Who says the rapture didn’t happen?

Well, I, for one, was slightly disappointed that the Rapture didn’t go down. For one thing, it would have really fired up the old weekend news cycle to have millions of people just floating off into the sky, their pilotless cars careening all over the roads, slamming into the vehicles of sinners who would suddenly have to go into a truly frantic dodge and swerve mode to survive. I wonder if those of us left behind would have actually seen anything—Christian friends waving to us as they floated off? Christian friends flipping us off as they sailed skyward? Colored vapor trails as souls departed? Absolutely nothing?

Or did the Rapture actually take place, but since only 23 people were chosen for the Heavenly Ticket (since Jesus does have standards, it turns out), their disappearance went unnoticed?

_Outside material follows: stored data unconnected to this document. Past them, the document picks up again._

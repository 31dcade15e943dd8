use crate::{DirectoryListing, ListingFailure, Site};

/// Outcome of a list command, reported by the protocol layer.
#[derive(Clone, Debug, Eq, PartialEq)]
pub enum RemoteEvent {
    /// The directory was listed.
    Listing(DirectoryListing),
    /// Listing failed.
    ListingFailed(ListingFailure),
    /// The entry listed as a link is not a directory.
    LinkIsNotDir(Option<Site>),
}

What’s amazing about this story, in retrospect, is that anybody paid any attention to this joker in Oakland in the first place. I mean, come on, don’t you need a little something more these days to get on the news than just another ho-hum Rapture prediction? I mean, fercrissake, I’m 58 years old, and I think this was my 13th busted Rapture call. Something like that. I’ve lost count, to tell the truth. All I know is crackpot Christian ministers have shredded every last ounce of their cred, if they had any to begin with. At least the money’s good in that racket. I’m guessing the good Rev. Camping will be able to pay cash for his new Sedan de Ville.

Another pleasant upside to last Saturday’s Rapture, if it had happened, would have been the instant departure of a whole lot of—and let’s not shy away from this—some truly annoying know-it-alls. I keep thinking that Nature will control our numbers via some new kind of killer disease or something. Maybe Pakistani nukes that fall into the wrong hands. But I’ve totally overlooked the Rapture Effect as a boffo means of quick population control. Check it out. It’s estimated that 75 percent of Americans are Christian. That’s 75 percent in a country of 300 million. Now, granted, a lot of folks in that 75 percent are bogus, as in jive weakass Trump-like Christians who only go to church on Christmas/Easter. So let’s say Jesus only allows the Truly Born Again on the Rapture Express, say, 20 percent of America. That means 60 million men, women and kids gone in a flash. Bingo! No jobs problem! In the space of a day, the unemployment rate goes to zero. Team Obama smells landslide!

Of course, there would be plagues of locusts and frogs and stuff, so that’d be a hassle. And then there’ll be all those legions of Satan tromping around, and who knows what nastiness they’ll be slingin’, but hey, with the death of bin Laden, we need some new boogeymen to occupy the national mindset.